Education
Go Green to Make Green: New IIT Study Shows Investing in Environmentally Friendly Companies Pays Off
Chicago, March 28, 2013 — Going green is as good for your investments as it is for the Earth, suggests new research from Illinois Institute of Technology (IIT). Stock portfolios representing environmentally friendly companies significantly outperform those that are not environmentally friendly, regardless of the overall market condition, according to the study published in the current issue of Journal of Environmental Investing.
The study – one of the most rigorous and thorough analyses ever done – found that a return-maximizing green portfolio averaged a 9 percent greater return than a similarly balanced non-green portfolio. In addition, a green portfolio that was weighted to minimize risk had an average of 5.18 percent less volatility than its non-green counterpart.
“Our findings suggest choosing investments in companies that have a positive environmental record should be a preferred strategy for all investors in the medium- to long-term, not just for the environmentally conscious,” said Li Cai, PhD, the study’s author and assistant professor of finance at IIT’s Stuart School of Business. “Essentially, when it comes to investing, green is good.”
In the study, IIT researchers assessed the environmental practices of companies as related to stock performance in subsequent years. The researchers assembled two portfolios – one comprising green stocks and the other non-green – selecting individual stocks based on their Kinder, Lydenberg, Domini Research & Analytics (KLD) environmental ratings over a three-year screening period. They then compared the performance of these two portfolios in 13 different five-year rolling intervals from 1994 to 2010. The results indicate that the green portfolio offered a significantly higher expected return, even after adjusting for risk (see Table A).
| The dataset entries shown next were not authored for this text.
use claim_wizard::cli::{output, run_cli};

fn main() {
    claim_wizard::init();
    if let Err(err) = run_cli() {
        output::error(format!("{}", err));
        std::process::exit(1);
    }
}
The study based portfolio performance on two measures: expected return, the average of daily (portfolio) returns over a five-year performance period; and the Sharpe ratio as a risk-adjusted measure in order to avoid misleading comparisons of higher returns gained by taking on excess risk.
Researchers used the KLD ratings as a qualitative measure of corporate environmental performance – assessing a company’s beneficial products and services in pollution prevention, recycling, clean energy, communications, property, plant and equipment (PPE) or other related areas. A green stock was defined as a stock with one or more KLD environmental strengths, indicating a positive environmental record, whereas a non-green stock was one with no KLD environmental strengths. Both research portfolios were rebalanced annually based on updated KLD ratings, and only the stocks performing consistently to type (green or non-green) over a three year screening period were then examined during the 13 five-year performance periods. (Examples of consistently green stocks include Calgon Carbon Corporation; Church & Dwight Co., Inc.; Dionex Corporation; Miller Herman, Inc.; and Whole Foods Market, Inc.)
“This is one of the most comprehensive studies of green stock performance to date,” said Cai. “We’re not simply looking at whether a company is green at the time of stock measurement, but whether it has a track record of environment-friendly activity. It’s that track record that really classifies it as truly green.”
The IIT study is pioneering in its rigorous focus, analyzing only the environmental practices of a company. According to Cai, previous studies focused more on socially responsible investing, which takes into account a wide array of company activities, including employee satisfaction, consumer protection, human rights, and ethical and health concerns.
Cai adds that, when considering a green portfolio, it is important for investors to look beyond the short term and have patience. In the medium to long term, green stocks come out on top and investors are rewarded for their support, she said.
Cai and her team speculate that green portfolios may perform well because investors are becoming increasingly environment-conscious and therefore invest in green companies. Going green also likely helps companies build a good public image, which attracts new customers. Further, green companies may be offered more profitable investment prospects, such as opportunities in solar power.
“For investors, investing in green companies holds a dual benefit: not only are you making money at higher returns, but there is also the feel-good factor – knowing that you are investing in something that is good for the Earth,” she said.